Perphenazine enanthate has been used in wild animals as a tranquilizer during the period of adaptation to new environments to reduce stress, mortalities and
injuries. A gas chromatographic procedure for the quantitative measurement of
perphenazine in otter urine has been developed and validated. The method involved an enzymatic hydrolysis with
beta-glucuronidase-
arylsulfatase from Helix pomatia, followed by a solid-phase extraction with Bond Elut Certify cartridges. The resulting organic phase was evaporated, and the dry extract was derivatised with
MSTFA to form the O-TMS derivative. The derivatised extracts were analysed by gas chromatography-mass spectrometry using SIM acquisition mode, measuring three diagnostic
ions (m/z 246, 372 and 475).

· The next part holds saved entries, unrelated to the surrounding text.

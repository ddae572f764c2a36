//! src/app/composition.rs
//!
//! Composition de l’entrée (sans vue, sans évaluation).
//!
//! Rôle : transformer des touches (boutons ou clavier) en texte d’affichage.
//! Le mode Shift (2nde fonction) vit ici, explicitement, pas dans le noyau.
//!
//! Paires Shift : sin↔asin, cos↔acos, tan↔atan, log↔exp, abs↔sqrt, fact↔ln.

use serde::Deserialize;

use crate::noyau::{Fonction, Op};

/// π et e tels que l’affichage les reçoit (11 premiers caractères).
pub const TEXTE_PI: &str = "3.141592653";
pub const TEXTE_E: &str = "2.718281828";

#[derive(Clone, Copy, Debug, PartialEq, Eq)]
pub enum Touche {
    Chiffre(char),
    Point,
    Op(Op),
    ParG,
    ParD,
    Fonction(Fonction),
    Shift,
    Pi,
    E,
    Egal,
    Effacer,
    Supprimer,
}

/// Ce que la composition demande à l’état (au-delà d’éditer le tampon).
#[derive(Clone, Copy, Debug, PartialEq, Eq)]
pub enum Commande {
    Evaluer,
}

/// Quand le Shift retombe.
#[derive(Clone, Copy, Debug, Default, PartialEq, Eq, Deserialize)]
#[serde(rename_all = "snake_case")]
pub enum PolitiqueShift {
    /// Après la sélection d’une fonction (comportement historique).
    #[default]
    ApresFonction,
    /// Après n’importe quelle touche autre que Shift.
    ApresChaqueTouche,
}

#[derive(Clone, Copy, Debug, Default, PartialEq, Eq)]
pub struct ModeShift {
    pub actif: bool,
}

impl ModeShift {
    pub fn basculer(&mut self) {
        self.actif = !self.actif;
    }

    /// Fonction effectivement choisie pour un bouton `f`.
    pub fn resoudre(self, f: Fonction) -> Fonction {
        if self.actif {
            seconde_fonction(f)
        } else {
            f
        }
    }
}

/// Table fixe des 2ndes fonctions (symétrique, identité hors paires).
pub fn seconde_fonction(f: Fonction) -> Fonction {
    use Fonction::*;
    match f {
        Sin => Asin,
        Asin => Sin,
        Cos => Acos,
        Acos => Cos,
        Tan => Atan,
        Atan => Tan,
        Log => Exp,
        Exp => Log,
        Abs => Sqrt,
        Sqrt => Abs,
        Fact => Ln,
        Ln => Fact,
        Reciprocal => Reciprocal,
    }
}

/// Texte clavier -> touche (chiffres, opérateurs, raccourcis p/e/s/l).
pub fn touche_depuis_texte(txt: &str) -> Option<Touche> {
    let mut it = txt.chars();
    let (Some(c), None) = (it.next(), it.next()) else {
        return None;
    };

    match c {
        '0'..='9' => Some(Touche::Chiffre(c)),
        '.' => Some(Touche::Point),
        '(' => Some(Touche::ParG),
        ')' => Some(Touche::ParD),
        '=' => Some(Touche::Egal),
        'p' | 'P' => Some(Touche::Pi),
        'e' | 'E' => Some(Touche::E),
        's' | 'S' => Some(Touche::Fonction(Fonction::Sin)),
        'l' | 'L' => Some(Touche::Fonction(Fonction::Log)),
        _ => c.to_string().parse::<Op>().ok().map(Touche::Op),
    }
}

#[derive(Clone, Debug, Default)]
pub struct Composeur {
    pub tampon: String,
    pub shift: ModeShift,
    pub politique: PolitiqueShift,
}

impl Composeur {
    pub fn new(politique: PolitiqueShift) -> Self {
        Self {
            politique,
            ..Self::default()
        }
    }

    /// Applique une touche au tampon. Retourne une commande pour `=`.
    pub fn appuyer(&mut self, t: Touche) -> Option<Commande> {
        let mut commande = None;

        match t {
            Touche::Shift => {
                self.shift.basculer();
                return None;
            }
            Touche::Chiffre(c) => self.tampon.push(c),
            Touche::Point => self.tampon.push('.'),
            Touche::Op(op) => self.tampon.push(op.symbole()),
            Touche::ParG => self.tampon.push('('),
            Touche::ParD => self.tampon.push(')'),
            Touche::Pi => self.tampon.push_str(TEXTE_PI),
            Touche::E => self.tampon.push_str(TEXTE_E),
            Touche::Fonction(f) => {
                let choisie = self.shift.resoudre(f);
                self.tampon.push_str(choisie.nom());
                self.shift.actif = false;
            }
            Touche::Egal => commande = Some(Commande::Evaluer),
            Touche::Effacer => self.tampon.clear(),
            Touche::Supprimer => self.supprimer(),
        }

        if self.politique == PolitiqueShift::ApresChaqueTouche {
            self.shift.actif = false;
        }
        commande
    }

    /// Backspace “intelligent” : retire d’un coup un nom de fonction final.
    fn supprimer(&mut self) {
        let fin = Fonction::TOUTES
            .iter()
            .map(|f| f.nom())
            .filter(|nom| self.tampon.ends_with(nom))
            .map(str::len)
            .max();

        match fin {
            Some(n) => self.tampon.truncate(self.tampon.len() - n),
            None => {
                self.tampon.pop();
            }
        }
    }

    /// Remplace le tampon (ex. par le résultat affiché).
    pub fn remplacer(&mut self, texte: impl Into<String>) {
        self.tampon = texte.into();
    }
}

Another
phenothiazine derivative,
fluphenazine, was used as the internal standard (I.S.). Extraction recoveries for
perphenazine and I.S. were 87.6 +/- 8.2% (n=4) and 106.7 +/- 13.4% (n=4), respectively. The calibration curves were linear in the range from 4 to 100 ng/ml (r2=0.99). The limits of detection and quantification were estimated as 1.2 and 3.5 ng/ml, respectively. Precision and accuracy obtained in intra-assay studies were in the ranges of 1.3-8.7 and 1.7-19.5%, respectively, using control samples containing 6, 16 and 60 ng/ml of
perphenazine. In inter-assay experiments, precision ranged from 4.3 to 14.9% and accuracy from 3.1 to 11.8%. Examples of the application of the
perphenazine quantification method in otter urines after administration of
perphenazine enanthate are presented.